The Japanese are clever and intelligent people and their way of thinking is varied and suitable to their culture. In fact, wabi meant, many years ago, to become weak and weary. This meaning came from the word wabu. Wabishi, the adjective, meant, to be lonely and without comfort. In those days, the physical and mental pain of the people was widespread and constant. Every day, people felt lonely and comfortless and could do little to help themselves.

日本人は知性溢れる優れた民族ですから、その考え方はもっと多様でしょうし、日本文化に根ざしたものであるはずです。 わびは「わぶ」という言葉に語源を持ち、つらくて精も根も尽き果てたという意味で使われていました。形容詞の「わびしい」は、孤独で、すがるもののない状態を指しました。当時の人々の生活は孤独感にさいなまれ、助けてくれるものもなく、逃れることのできない精神的、肉体的な苦痛に満ちていたのです。

Then, in the Kamakura Era (1185 – 1333) and in the Muromachi Era (1336 – 1573), literary people tried to change the bad feelings of wabi into good ideas of life. Wabi was developed into the positive thought that poverty, loneliness and the absence of beauty led to freedom from material and emotional worries. This idea became the central concept of the tea ceremony and of certain philosophical works. These new thoughts were especially accepted by tea ceremony masters, such as Murata Shuko (1422 – 1502), Takeno Joo (1504 – 1555) and Sen no Rikyu (1522 – 1591). They pointed out the richness to be found in poverty and the beauty to be found in simple things.

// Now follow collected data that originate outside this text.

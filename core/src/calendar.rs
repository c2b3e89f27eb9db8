//! Monthly calendar ranges.

use crate::filter::{Filter, SearchCriteria};
use chrono::NaiveDate;

/// First day of the month and first day of the following month.
///
/// Returns `None` for an invalid month or a year outside chrono's range.
///
/// # Examples
///
/// ```
/// # use conference_alert_core::calendar::month_bounds;
/// # use chrono::NaiveDate;
/// let (first, next) = month_bounds(2024, 12).unwrap();
/// assert_eq!(first, NaiveDate::from_ymd_opt(2024, 12, 1).unwrap());
/// assert_eq!(next, NaiveDate::from_ymd_opt(2025, 1, 1).unwrap());
/// assert!(month_bounds(2024, 13).is_none());
/// ```
#[must_use]
pub fn month_bounds(year: i32, month: u32) -> Option<(NaiveDate, NaiveDate)> {
    let first = NaiveDate::from_ymd_opt(year, month, 1)?;
    let next = if month == 12 {
        NaiveDate::from_ymd_opt(year.checked_add(1)?, 1, 1)?
    } else {
        NaiveDate::from_ymd_opt(year, month + 1, 1)?
    };
    Some((first, next))
}

/// Last day of the month.
#[must_use]
pub fn last_day(year: i32, month: u32) -> Option<NaiveDate> {
    month_bounds(year, month).and_then(|(_, next)| next.pred_opt())
}

/// Criteria for accepted events starting within a month.
///
/// Callers layer event type, category and free-text selections on top.
#[must_use]
pub fn monthly_criteria(year: i32, month: u32) -> Option<SearchCriteria> {
    let (first, next) = month_bounds(year, month)?;
    Some(SearchCriteria::new().starting_between(Some(first), Some(next)))
}

/// Filter for accepted events starting within a month.
#[must_use]
pub fn monthly_filter(year: i32, month: u32) -> Option<Filter> {
    monthly_criteria(year, month).map(|criteria| criteria.to_filter())
}

/// The month before and after `(year, month)`, for calendar navigation.
#[must_use]
pub fn adjacent_months(year: i32, month: u32) -> Option<((i32, u32), (i32, u32))> {
    month_bounds(year, month)?;
    let previous = if month == 1 { (year - 1, 12) } else { (year, month - 1) };
    let next = if month == 12 { (year + 1, 1) } else { (year, month + 1) };
    Some((previous, next))
}

#[cfg(test)]
#[allow(clippy::unwrap_used)]
mod tests {
    use super::*;

    #[test]
    fn test_leap_february() {
        assert_eq!(last_day(2024, 2), NaiveDate::from_ymd_opt(2024, 2, 29));
        assert_eq!(last_day(2025, 2), NaiveDate::from_ymd_opt(2025, 2, 28));
    }

    #[test]
    fn test_monthly_filter_covers_whole_last_day() {
        let filter = monthly_filter(2025, 3).unwrap();
        assert_eq!(
            filter.build(),
            r#"status = "accepted" && event_start_date >= "2025-03-01 00:00:00.000Z" && event_start_date < "2025-04-01 00:00:00.000Z""#
        );
        assert!(monthly_filter(2025, 0).is_none());
    }

    #[test]
    fn test_adjacent_months_wrap_years() {
        assert_eq!(adjacent_months(2025, 1), Some(((2024, 12), (2025, 2))));
        assert_eq!(adjacent_months(2025, 12), Some(((2025, 11), (2026, 1))));
    }
}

Of course other people are able to understand the same feelings and enjoy them. My own family was very poor and we found that some of the experiences we had, and the foods we ate, were really wonderful. I am sorry other people were prevented by their excess money from having the same kinds of pleasures. Even today, I feel nostalgia for the “Good Old Days.” Let’s keep open minds about such cultural thoughts.Basic ideas may vary a little, from culture to culture, but people are really very much the same all over the world.


Sabi helps us be observant of the beauty in age. Antiques are beautiful to us, partly because their age gives them a certain patina, or glow, that is missing in new things. Antiques are treasured in all countries of the world. Family relics and household goods stay in families for years and gain respect and value as time goes by. The ideas of the appreciation of the loveliness of age must be universal. In addition, of course, just as we appreciate the beauty of old things, we can also value the beauty of an old person, who has experienced life, with its joys and troubles.


The old Japanese masters created new meanings for painful feelings all people experienced, but found it hard to remedy. These new values added something warm and comforting to the the trials that afflicted all Japanese in the old days. Today, many people have forgotten the old meanings of wabi and sabi. Many people don’t understand the new meanings of these words either. It might be difficult to find synonyms in other languages for wabi and sabi, but the feelings can be described in very lovely terms.


We think of the softness of the skin of old people as a mark of those who have experienced the trials of life. Who made my old netsuke, and how much time did he or she take to carve it? Did the artist love the work? I love it!


I often used to go into the woods to get away from the modern world and experience peace in the quiet wilderness. I would seek out lonely rocks and rushing mountain streams where the winds that blew recognized no human. In places like these, I knew for certain that I was nothing! At the same time I saw the beauty of nature and of life itself. Wabi and sabi do exist. I have experienced them. They are associated with Buddhist thought, but educated people all over the world understand them, too!